La Russia sembra soccombere e Marc Gasol col suo jumper dalla lunetta regala +9 (60-69) ai suoi ma ecco la prepotente reazione degli uomini di Blatt che piano pianino rosicchiano punti fino ad impattare a quota 73-73 con la tripla di Khryapa a 61″; Fernandez sbaglia la tripla del sorpasso a 39″, la Spagna si addormenta clamorosamente nel rientrare e Ponkrashov pesca da solo Mozgov che schiaccia per il +2 (75-73) a 18″!
La Spagna va da Pau Gasol che d’esperienza si compra un prezioso fallo con soli 5″ sul tabellone, i problemi col cronometro e il time-out russo condizionano l’ala dei Lakers che fa un sanguinoso 1/2 dalla lunetta.

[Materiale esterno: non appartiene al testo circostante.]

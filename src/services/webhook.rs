//! Recipe generation webhook
//!
//! Posts the selected ingredients to a user-configured workflow endpoint and
//! decodes whatever recipes come back. Workflows often acknowledge the
//! request and deliver results elsewhere, so an empty or non-JSON success
//! body is a valid outcome.

use std::time::Duration;

use serde::Serialize;
use serde_json::Value;
use url::Url;

use crate::autocomplete::name_of;
use crate::config::WebhookConfig;
use crate::error::{Result, WebhookError};

/// A recipe returned by the webhook
#[derive(Debug, Clone, PartialEq, Eq, Serialize)]
pub struct RecipeSummary {
    pub id: Option<u64>,
    pub title: String,
    pub used_ingredients: Vec<String>,
    pub missed_ingredients: Vec<String>,
}

/// Result of a generation request
#[derive(Debug, Clone, PartialEq, Eq)]
pub enum GenerationOutcome {
    /// The workflow answered with recipes (possibly none)
    Recipes(Vec<RecipeSummary>),
    /// The workflow accepted the request without returning recipes
    Accepted,
}

#[derive(Serialize)]
struct GenerationRequest<'a> {
    ingredients: &'a [String],
}

/// Client for the recipe generation webhook
#[derive(Debug, Clone)]
pub struct RecipeWebhook {
    url: Url,
    timeout: Duration,
    client: reqwest::Client,
}

impl RecipeWebhook {
    /// Create a webhook client
    ///
    /// # Arguments
    /// * `url` - Webhook URL, must be http or https
    /// * `timeout` - Request timeout
    pub fn new(url: &str, timeout: Duration) -> Result<Self> {
        let parsed = Url::parse(url.trim())
            .ok()
            .filter(|u| matches!(u.scheme(), "http" | "https"))
            .ok_or_else(|| WebhookError::InvalidUrl(url.to_string()))?;

        let client = reqwest::Client::builder()
            .build()
            .map_err(WebhookError::from)?;

        Ok(Self {
            url: parsed,
            timeout,
            client,
        })
    }

    /// Create a webhook client from the configuration
    pub fn from_config(config: &WebhookConfig) -> Result<Self> {
        match config.url.as_deref().map(str::trim) {
            Some(url) if !url.is_empty() => Self::new(url, config.timeout()),
            _ => Err(WebhookError::MissingUrl.into()),
        }
    }

    /// Webhook URL
    pub fn url(&self) -> &Url {
        &self.url
    }

    /// Send the ingredients and decode the response.
    ///
    /// Blank ingredients are dropped first; at least one must remain.
    pub async fn generate(&self, ingredients: &[String]) -> Result<GenerationOutcome> {
        let ingredients = validate_ingredients(ingredients)?;
        tracing::info!(url = %self.url, count = ingredients.len(), "sending ingredients to webhook");

        let response = self
            .client
            .post(self.url.clone())
            .json(&GenerationRequest {
                ingredients: &ingredients,
            })
            .timeout(self.timeout)
            .send()
            .await
            .map_err(WebhookError::from)?
            .error_for_status()
            .map_err(WebhookError::from)?;

        let body = response.text().await.map_err(WebhookError::from)?;
        Ok(decode_outcome(&body))
    }
}

/// Trim the ingredients and drop blank ones.
pub fn validate_ingredients(ingredients: &[String]) -> std::result::Result<Vec<String>, WebhookError> {
    let valid: Vec<String> = ingredients
        .iter()
        .map(|i| i.trim())
        .filter(|i| !i.is_empty())
        .map(str::to_string)
        .collect();

    if valid.is_empty() {
        return Err(WebhookError::NoIngredients);
    }
    Ok(valid)
}

fn decode_outcome(body: &str) -> GenerationOutcome {
    if body.trim().is_empty() {
        return GenerationOutcome::Accepted;
    }
    match serde_json::from_str::<Value>(body) {
        Ok(payload) => GenerationOutcome::Recipes(decode_recipes(&payload)),
        Err(err) => {
            tracing::debug!(error = %err, "webhook body is not JSON");
            GenerationOutcome::Accepted
        }
    }
}

/// Decode recipes from a webhook payload.
///
/// Accepts a bare array or an object with a `recipes` array. Entries without
/// a title are skipped; ingredient lists may hold strings or `{name}`
/// objects.
pub fn decode_recipes(payload: &Value) -> Vec<RecipeSummary> {
    let items = match payload {
        Value::Array(items) => items.as_slice(),
        Value::Object(map) => match map.get("recipes").and_then(Value::as_array) {
            Some(items) => items.as_slice(),
            None => &[],
        },
        _ => &[],
    };

    items.iter().filter_map(decode_recipe).collect()
}

fn decode_recipe(item: &Value) -> Option<RecipeSummary> {
    let title = item
        .get("title")
        .or_else(|| item.get("name"))
        .and_then(Value::as_str)
        .map(str::trim)
        .filter(|t| !t.is_empty())?;

    Some(RecipeSummary {
        id: item.get("id").and_then(Value::as_u64),
        title: title.to_string(),
        used_ingredients: names_in(item, "usedIngredients"),
        missed_ingredients: names_in(item, "missedIngredients"),
    })
}

fn names_in(item: &Value, key: &str) -> Vec<String> {
    item.get(key)
        .and_then(Value::as_array)
        .map(|list| {
            list.iter()
                .filter_map(name_of)
                .map(str::trim)
                .filter(|n| !n.is_empty())
                .map(str::to_string)
                .collect()
        })
        .unwrap_or_default()
}

#[cfg(test)]
mod tests {
    use super::*;
    use crate::error::PantryError;
    use httpmock::prelude::*;
    use serde_json::json;

    fn hook(server: &MockServer) -> RecipeWebhook {
        RecipeWebhook::new(&server.url("/hook"), Duration::from_secs(5)).unwrap()
    }

    #[test]
    fn test_new_rejects_non_http() {
        let err = RecipeWebhook::new("ftp://example.com", Duration::from_secs(1)).unwrap_err();
        assert!(err.to_string().contains("Invalid webhook URL"));
        assert!(RecipeWebhook::new("not a url", Duration::from_secs(1)).is_err());
        assert!(RecipeWebhook::new("https://hooks.example.com/x", Duration::from_secs(1)).is_ok());
    }

    #[test]
    fn test_from_config_missing_url() {
        let config = WebhookConfig {
            url: Some("   ".to_string()),
            ..WebhookConfig::default()
        };
        let err = RecipeWebhook::from_config(&config).unwrap_err();
        assert!(matches!(
            err,
            crate::error::PantryError::Webhook(WebhookError::MissingUrl)
        ));
    }

    #[test]
    fn test_validate_ingredients() {
        let input = vec![" rice ".to_string(), "".to_string(), "  ".to_string(), "beans".to_string()];
        assert_eq!(validate_ingredients(&input).unwrap(), vec!["rice", "beans"]);

        let blank = vec![" ".to_string()];
        assert!(matches!(
            validate_ingredients(&blank),
            Err(WebhookError::NoIngredients)
        ));
    }

    #[tokio::test]
    async fn test_generate_without_ingredients_fails_before_sending() {
        // nothing listens here; validation must fail first
        let hook = RecipeWebhook::new("http://127.0.0.1:9/hook", Duration::from_secs(1)).unwrap();
        let err = hook.generate(&[String::new()]).await.unwrap_err();
        assert!(matches!(
            err,
            crate::error::PantryError::Webhook(WebhookError::NoIngredients)
        ));
    }

    #[test]
    fn test_decode_recipes_bare_array() {
        let payload = json!([
            {
                "id": 7,
                "title": "Garlic Rice",
                "usedIngredients": [{"name": "garlic"}, {"name": "rice"}],
                "missedIngredients": ["butter"]
            },
            {"title": "  "},
            {"name": "Bean Stew"}
        ]);
        let recipes = decode_recipes(&payload);

        assert_eq!(recipes.len(), 2);
        assert_eq!(recipes[0].id, Some(7));
        assert_eq!(recipes[0].used_ingredients, vec!["garlic", "rice"]);
        assert_eq!(recipes[0].missed_ingredients, vec!["butter"]);
        assert_eq!(recipes[1].title, "Bean Stew");
        assert!(recipes[1].used_ingredients.is_empty());
    }

    #[test]
    fn test_decode_recipes_wrapped_and_unknown() {
        let wrapped = json!({"recipes": [{"title": "Omelette"}]});
        assert_eq!(decode_recipes(&wrapped)[0].title, "Omelette");

        assert!(decode_recipes(&json!({"status": "ok"})).is_empty());
        assert!(decode_recipes(&json!(42)).is_empty());
    }

    #[test]
    fn test_decode_outcome_accepts_empty_and_text() {
        assert_eq!(decode_outcome(""), GenerationOutcome::Accepted);
        assert_eq!(decode_outcome("Workflow was started"), GenerationOutcome::Accepted);
        assert_eq!(
            decode_outcome(r#"{"message":"ok"}"#),
            GenerationOutcome::Recipes(Vec::new())
        );
    }

    #[tokio::test]
    async fn test_generate_posts_ingredients_and_decodes_recipes() {
        let server = MockServer::start_async().await;
        let mock = server
            .mock_async(|when, then| {
                when.method(POST)
                    .path("/hook")
                    .header("content-type", "application/json")
                    .json_body(json!({ "ingredients": ["rice", "beans"] }));
                then.status(200).json_body(json!({
                    "recipes": [{
                        "id": 7,
                        "title": "Rice and beans",
                        "usedIngredients": [{ "name": "rice" }, "beans"],
                        "missedIngredients": [{ "name": "cumin" }]
                    }]
                }));
            })
            .await;

        let ingredients = vec!["rice".to_string(), "  ".to_string(), " beans ".to_string()];
        let outcome = hook(&server).generate(&ingredients).await.unwrap();

        mock.assert_async().await;
        assert_eq!(
            outcome,
            GenerationOutcome::Recipes(vec![RecipeSummary {
                id: Some(7),
                title: "Rice and beans".to_string(),
                used_ingredients: vec!["rice".to_string(), "beans".to_string()],
                missed_ingredients: vec!["cumin".to_string()],
            }])
        );
    }

    #[tokio::test]
    async fn test_generate_empty_body_is_accepted() {
        let server = MockServer::start_async().await;
        server
            .mock_async(|when, then| {
                when.method(POST).path("/hook");
                then.status(200);
            })
            .await;

        let outcome = hook(&server).generate(&["rice".to_string()]).await.unwrap();
        assert_eq!(outcome, GenerationOutcome::Accepted);
    }

    #[tokio::test]
    async fn test_generate_reports_error_status() {
        let server = MockServer::start_async().await;
        server
            .mock_async(|when, then| {
                when.method(POST).path("/hook");
                then.status(500).body("workflow failed");
            })
            .await;

        let err = hook(&server).generate(&["rice".to_string()]).await.unwrap_err();
        assert!(matches!(err, PantryError::Webhook(WebhookError::Status(500))));
    }
}
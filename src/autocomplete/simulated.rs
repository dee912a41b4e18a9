//! In-memory search backend with artificial latency
//!
//! Serves a [`StaticSource`] through the asynchronous path so the debounce,
//! loading and stale-response handling can be exercised offline. Individual
//! queries can be scripted with their own latency or a forced failure.

use std::collections::HashMap;
use std::time::Duration;

use async_trait::async_trait;

use super::candidate::CandidateList;
use super::source::{IngredientSearch, StaticSource};
use crate::error::SourceError;

#[derive(Debug, Clone)]
enum Script {
    Delay(Duration),
    Fail(SourceError),
}

/// Search backend answering from a static list after a delay
#[derive(Debug, Clone)]
pub struct SimulatedSearch {
    list: StaticSource,
    latency: Duration,
    scripts: HashMap<String, Script>,
}

impl SimulatedSearch {
    /// Create a simulated backend over `list` with a fixed latency
    pub fn new(list: StaticSource, latency: Duration) -> Self {
        Self {
            list,
            latency,
            scripts: HashMap::new(),
        }
    }

    /// Answer `query` after `latency` instead of the default
    pub fn with_latency_for(mut self, query: &str, latency: Duration) -> Self {
        self.scripts
            .insert(query.to_lowercase(), Script::Delay(latency));
        self
    }

    /// Fail `query` with `error` after the default latency
    pub fn with_failure_for(mut self, query: &str, error: SourceError) -> Self {
        self.scripts.insert(query.to_lowercase(), Script::Fail(error));
        self
    }
}

#[async_trait]
impl IngredientSearch for SimulatedSearch {
    async fn search(&self, query: &str) -> Result<CandidateList, SourceError> {
        let script = self.scripts.get(&query.to_lowercase());
        let delay = match script {
            Some(Script::Delay(d)) => *d,
            _ => self.latency,
        };
        tokio::time::sleep(delay).await;

        if let Some(Script::Fail(err)) = script {
            return Err(err.clone());
        }
        Ok(self.list.matching(query))
    }
}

Fridzon non trema dalla linea della carità e nella sua ultima chance gli iberici combinano un pasticcio lasciando la palla a Marc Gasol dopo la rimessa e la Russia rimane imbattuta
(-Gio-) 

MVP: Aston Ponkrahov (RUS), 14 punti (4/5, 2/3 da 3), 1 rimbalzo, 8 assist, 2 perse

Cina – Brasile 59-98
CHI: Jianghua 10, Zhu 13
BRA: Barbosa 13, Splitter 12, Marquinhos 14, Giovannoni 13

La partita tra Cina e Brasile dura solo i primi 10′ del primo quarto dive i sud-americani hanno archiviato la solita disordinata Cina; la banda di Magnano gioca una prima frazione strepitosa tirando 5/7 da 3 e andando a guidare 9-25 dopo la prima sirena!
Nel 2° la Cina almeno si fa notare ma all’intervallo il tabellone luminoso recita +21 Brasile (21-42) reo di aver tirato col 43% dal campo (17/39) contro il desolante 26% (7/26) dei cinesi.
La ripresa sarà un garbage-time di 20′ (anche il +42 per i Brasile sul 50-92) che regalerà i Quarti di Finale proprio ai verdi-oro.
(-F.M.B-) 

MVP: Leandro Barbosa (BRA) 13 punti (1/4, 3/5, 2/2), 1 rimbalzo, 1 assist

Regno Unito – Australia 75-106
UK: Freeland 16, Clark 14
AUS: Mills 39, Ingles 11, Andersen 13, Baynes 10

Grande partenza dei britannici che malgrado i soliti disastri riescono a chiudere avanti 25-18 il 1° quarto grazie a due bombe consecutive di Dan Clark in chiusura di frazione, l’entusiasmo di Team UK stavolta non si spegne grazie alle giocate di Luol Deng e all’energia di Mensah-Bonsu, a 3’25” dall’intervallo Sullivan prima realizza uno scriteriato jumper allo scadere dei 24″e successivamente Reinking trova la tripla per il massimo vantaggio UK sul 42-28, il tutto con un’Australia e un David Andersen spenti. Negli ultimi 2′ i Boomers riescono a ricucire lo svantaggio sul 46-36.
Ad inizio 3° Team UK piazza subito un 5-0 che vale il +15 (51-36) poi però è black-out totale per gli uomini di Finch: spaventoso break di 24-4 guidato da Mills (12 punti nel periodo) e Australia avanti 55-60 a 3’15 dalla sirena del 3° il quale vedrà proprio gli uomini di Brown chiuderlo avanti 60-66 (14-30 il parziale della frazione)!
Nel 4° periodo Team UK scompare, l’Australia decide di scappare via mettendo su un pazzesco parziale di 18-0 volando sul +24 (60-84) con i padroni di casa che di fatto dicono addio all’ultima speranza di lottare per il 4° posto, ormai ipotecato dal paese dell’Oceania con Mills che batte il record di punti segnati da Melo e AK47: 39 a referto!
(-F.M.B-)  

MVP: Patty Mills (AUS), 39 punti (9/15, 5/7, 6/6), 5 rimbalzi (4 off), 2 assist, 1 recupero, 4 perse

CLASSIFICA

F.M.B

Una vita passata nello sport specialmente nel mondo della pallacanestro, praticamente appassionato di tutti gli sport con una predilezione per quelli Made In USA. Non ho una squadra NBA preferita, tendo a simpatizzare quelli snobbati/odiati dalla comunità o i casi patologici, in NFL invece vi basti sapere TB12. Nickname: F.M.B

  • max

    suicidio spagna direi più che altro::)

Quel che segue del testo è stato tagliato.